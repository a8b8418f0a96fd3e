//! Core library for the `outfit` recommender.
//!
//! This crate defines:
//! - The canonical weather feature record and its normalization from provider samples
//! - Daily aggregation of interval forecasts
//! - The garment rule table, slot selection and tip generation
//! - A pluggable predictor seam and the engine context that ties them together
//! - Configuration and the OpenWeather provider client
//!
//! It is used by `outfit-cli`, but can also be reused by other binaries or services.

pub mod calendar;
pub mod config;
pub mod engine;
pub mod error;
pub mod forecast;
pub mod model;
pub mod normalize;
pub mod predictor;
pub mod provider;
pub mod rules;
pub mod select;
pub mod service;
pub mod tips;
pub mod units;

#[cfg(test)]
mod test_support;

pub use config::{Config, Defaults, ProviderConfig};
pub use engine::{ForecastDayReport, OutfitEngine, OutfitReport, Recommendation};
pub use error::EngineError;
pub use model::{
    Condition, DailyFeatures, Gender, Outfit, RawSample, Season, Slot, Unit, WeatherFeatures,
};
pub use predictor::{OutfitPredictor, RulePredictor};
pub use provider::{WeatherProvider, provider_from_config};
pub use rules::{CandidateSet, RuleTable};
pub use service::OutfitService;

* * *

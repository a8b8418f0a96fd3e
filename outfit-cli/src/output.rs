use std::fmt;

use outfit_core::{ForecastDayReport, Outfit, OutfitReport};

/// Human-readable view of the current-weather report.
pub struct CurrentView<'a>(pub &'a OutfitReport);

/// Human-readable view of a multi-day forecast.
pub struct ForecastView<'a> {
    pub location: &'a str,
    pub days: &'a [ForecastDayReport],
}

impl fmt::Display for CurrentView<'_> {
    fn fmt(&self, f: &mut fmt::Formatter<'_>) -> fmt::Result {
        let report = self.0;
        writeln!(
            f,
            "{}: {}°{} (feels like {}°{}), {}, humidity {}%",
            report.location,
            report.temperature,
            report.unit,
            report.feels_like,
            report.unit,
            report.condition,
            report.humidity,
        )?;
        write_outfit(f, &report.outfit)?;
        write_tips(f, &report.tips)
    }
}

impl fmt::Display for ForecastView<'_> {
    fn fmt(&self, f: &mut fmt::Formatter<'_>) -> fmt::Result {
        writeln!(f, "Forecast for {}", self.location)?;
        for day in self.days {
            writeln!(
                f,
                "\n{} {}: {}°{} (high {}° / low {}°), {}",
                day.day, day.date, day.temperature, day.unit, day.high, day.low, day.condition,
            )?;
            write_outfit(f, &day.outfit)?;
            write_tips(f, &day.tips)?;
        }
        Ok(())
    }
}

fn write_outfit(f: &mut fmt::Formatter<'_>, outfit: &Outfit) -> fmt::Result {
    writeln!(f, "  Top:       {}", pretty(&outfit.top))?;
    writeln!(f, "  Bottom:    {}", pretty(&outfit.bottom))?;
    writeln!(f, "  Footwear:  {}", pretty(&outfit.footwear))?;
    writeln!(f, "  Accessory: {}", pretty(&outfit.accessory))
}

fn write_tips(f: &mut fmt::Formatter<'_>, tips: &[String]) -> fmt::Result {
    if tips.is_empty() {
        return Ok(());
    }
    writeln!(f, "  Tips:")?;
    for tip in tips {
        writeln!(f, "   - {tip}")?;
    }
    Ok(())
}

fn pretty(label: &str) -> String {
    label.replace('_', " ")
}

§ What needs to be done
Write out exactly the lines that fall from the line with "pub mod provider;" to the line with "pub use error::EngineError;" in the records above, keeping both ends.

§ Problem solution
pub mod provider;
pub mod rules;
pub mod select;
pub mod service;
pub mod tips;
pub mod units;

#[cfg(test)]
mod test_support;

pub use config::{Config, Defaults, ProviderConfig};
pub use engine::{ForecastDayReport, OutfitEngine, OutfitReport, Recommendation};
pub use error::EngineError;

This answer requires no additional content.